Regarding association between SCH and in-Hospital morbidity and mortality in ACS patients, we have compared both morbidity and mortality in both patients who had normal thyroid profile (euthyroid) vs. who have subclinical hypothyroidism and we did not find a statistically significant difference between both (p value for both morbidity and mortality was not significant). Morbidity was 34.6% in ACS patients with normal thyroid profile (euthyroid) vs . 20% in those with SCH (p value 0.7). Mortality was 2.5% in ACS patients with normal thyroid profile (euthyroid) vs . 0% in those with SCH (p value not significant).
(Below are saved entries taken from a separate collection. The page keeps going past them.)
mod common;

use common::{item, range_item, write_sprite};
use rand::rngs::StdRng;
use rand::SeedableRng;
use screenwatch::action::{resolve_click, Geometry};
use screenwatch::bank::{CacheBuilder, ScaleSet, TemplateCache};
use screenwatch::config::{ClickMode, ConfigTree, ItemPath, ItemSettings, RoiMode, RoiSettings};
use screenwatch::image::Rect;
use screenwatch::MatchResult;
use std::sync::Arc;
use std::time::Instant;
use tempfile::TempDir;

fn cache_with(settings: ItemSettings) -> (TemplateCache, TempDir) {
    let dir = TempDir::new().unwrap();
    write_sprite(dir.path(), "btn", 61);
    let builder = CacheBuilder::new(dir.path(), ScaleSet::compute(1.0, 1.0, None).unwrap());
    let tree = ConfigTree {
        root_dir: Default::default(),
        nodes: vec![item("btn", settings)],
    };
    let (cache, report) = builder.build(&tree, None, Instant::now());
    assert_eq!(report.loaded, 1);
    (cache, dir)
}

fn hit(cache: &TemplateCache, rect: Rect, scale: f32) -> MatchResult {
    let entry = Arc::clone(cache.entry(&ItemPath::from("btn")).unwrap());
    MatchResult {
        path: entry.path().clone(),
        confidence: 0.95,
        rect,
        scale,
        template_index: 0,
        entry,
    }
}

const AREA: Geometry = Geometry {
    origin: (100, 100),
    capture_scale: 1.0,
    window_scale: 1.0,
};

#[test]
fn point_click_is_relative_to_the_roi_crop() {
    let (cache, _dir) = cache_with(ItemSettings {
        click_mode: ClickMode::Point,
        click_point: Some([30, 25]),
        roi: Some(RoiSettings {
            mode: RoiMode::Fixed,
            rect: Rect::new(10, 5, 12, 10),
        }),
        ..ItemSettings::default()
    });
    let mut rng = StdRng::seed_from_u64(1);
    let result = hit(&cache, Rect::new(50, 40, 12, 10), 1.0);
    assert_eq!(resolve_click(&result, &AREA, &mut rng), Some((170, 160)));

    // Offsets grow with the window scale, not with the sweep variant.
    let wide = Geometry {
        window_scale: 2.0,
        ..AREA
    };
    let result = hit(&cache, Rect::new(50, 40, 24, 20), 2.0);
    assert_eq!(resolve_click(&result, &wide, &mut rng), Some((190, 180)));
}

#[test]
fn range_click_uses_the_base_scaled_center() {
    let (cache, _dir) = cache_with(range_item());
    let mut rng = StdRng::seed_from_u64(2);
    let result = hit(&cache, Rect::new(20, 30, 24, 24), 1.0);
    assert_eq!(resolve_click(&result, &AREA, &mut rng), Some((132, 142)));

    // A 1.25 sweep variant still clicks the center of the base-sized rect.
    let result = hit(&cache, Rect::new(20, 30, 30, 30), 1.25);
    assert_eq!(resolve_click(&result, &AREA, &mut rng), Some((132, 142)));

    let halved = Geometry {
        capture_scale: 0.5,
        ..AREA
    };
    let result = hit(&cache, Rect::new(20, 30, 12, 12), 0.5);
    assert_eq!(resolve_click(&result, &halved, &mut rng), Some((152, 172)));
}

#[test]
fn random_click_stays_inside_the_match() {
    let (cache, _dir) = cache_with(ItemSettings {
        click_mode: ClickMode::Random,
        ..ItemSettings::default()
    });
    let mut rng = StdRng::seed_from_u64(3);
    let result = hit(&cache, Rect::new(20, 30, 24, 24), 1.0);
    for _ in 0..200 {
        let (x, y) = resolve_click(&result, &AREA, &mut rng).unwrap();
        assert!((120..144).contains(&x), "x = {x}");
        assert!((130..154).contains(&y), "y = {y}");
    }
}

fn cropped(mode: ClickMode) -> ItemSettings {
    ItemSettings {
        click_mode: mode,
        click_rect: Some(Rect::new(14, 9, 8, 6)),
        roi: Some(RoiSettings {
            mode: RoiMode::Fixed,
            rect: Rect::new(10, 5, 12, 10),
        }),
        ..ItemSettings::default()
    }
}

#[test]
fn range_click_centers_the_click_rect_inside_the_crop() {
    let (cache, _dir) = cache_with(cropped(ClickMode::Range));
    let mut rng = StdRng::seed_from_u64(4);
    let result = hit(&cache, Rect::new(50, 40, 12, 10), 1.0);
    assert_eq!(resolve_click(&result, &AREA, &mut rng), Some((158, 147)));

    let wide = Geometry {
        window_scale: 2.0,
        ..AREA
    };
    let result = hit(&cache, Rect::new(50, 40, 24, 20), 2.0);
    assert_eq!(resolve_click(&result, &wide, &mut rng), Some((166, 154)));
}

#[test]
fn random_click_stays_inside_the_click_rect() {
    let (cache, _dir) = cache_with(cropped(ClickMode::Random));
    let mut rng = StdRng::seed_from_u64(5);
    let result = hit(&cache, Rect::new(50, 40, 12, 10), 1.0);
    for _ in 0..200 {
        let (x, y) = resolve_click(&result, &AREA, &mut rng).unwrap();
        assert!((154..162).contains(&x), "x = {x}");
        assert!((144..150).contains(&y), "y = {y}");
    }
}

#[test]
fn empty_click_rect_has_no_target() {
    let settings = ItemSettings {
        click_rect: Some(Rect::new(3, 3, 0, 4)),
        ..range_item()
    };
    assert!(!settings.has_click_target());
    assert!(range_item().has_click_target());
}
Our results were consistent with the results of the study conducted by Rodondi et al. in which SCH was not related to increase overall CHD events and cardiovascular mortality risk in elderly individuals [20]. It was also consistent with the results of Gussekloo study which showed that despite higher serum total cholesterol levels in individuals with subclinical hypothyroidism, they had lower cardiovascular events and mortality than euthyroid controls and it also showed decreased mortality in subclinical hypothyroid individuals older than 85 years which might be attributed to the associated lower metabolic rate [21]. However, our results were inconsistent with Razvi study which showed higher ischemic heart disease events and cardiovascular mortality rate only in subclinical hypothyroid patients younger than 65 years [22] and it was also inconsistent with the results of the study conducted by Ochs et al. which showed mild increased risk for CHD and mortality in subclinical hypothyroidism and hyperthyroidism [23]. This discrepancy can be explained by the elevated diastolic blood pressures and elevated serum total cholesterol levels in subclinical hypothyroid patients than in euthyroid controls [24] and that SCH is considered a potent risk factor for atherosclerosis and myocardial infarction in postmenopausal women [25].
Prevalence of SCH is 5% among patients with ACS. There is no association between SCH and inhospital morbidity and mortality in ACS patients. Longitudinal prospective study of larger groups of subclinical hypothyroid patients, after exclusion of other baseline confounding factors is needed.